//! Plan preview for the intake form.

use axum::extract::rejection::JsonRejection;
use axum::extract::State;
use axum::Json;
use micks_core::{InventoryInput, PlanResult};

use crate::error::ApiResult;
use crate::AppState;

/// `POST /api/calculate`: inventory in, plan out. Nothing is stored.
pub async fn calculate(
    State(state): State<AppState>,
    payload: Result<Json<InventoryInput>, JsonRejection>,
) -> ApiResult<Json<PlanResult>> {
    let Json(input) = payload?;
    Ok(Json(state.sales.preview(&input)?))
}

* * *

#### The task:
Look above for lines with the word "JsonRejection" and copy them all.

#### Solved exercise:
use axum::extract::rejection::JsonRejection;
    payload: Result<Json<InventoryInput>, JsonRejection>,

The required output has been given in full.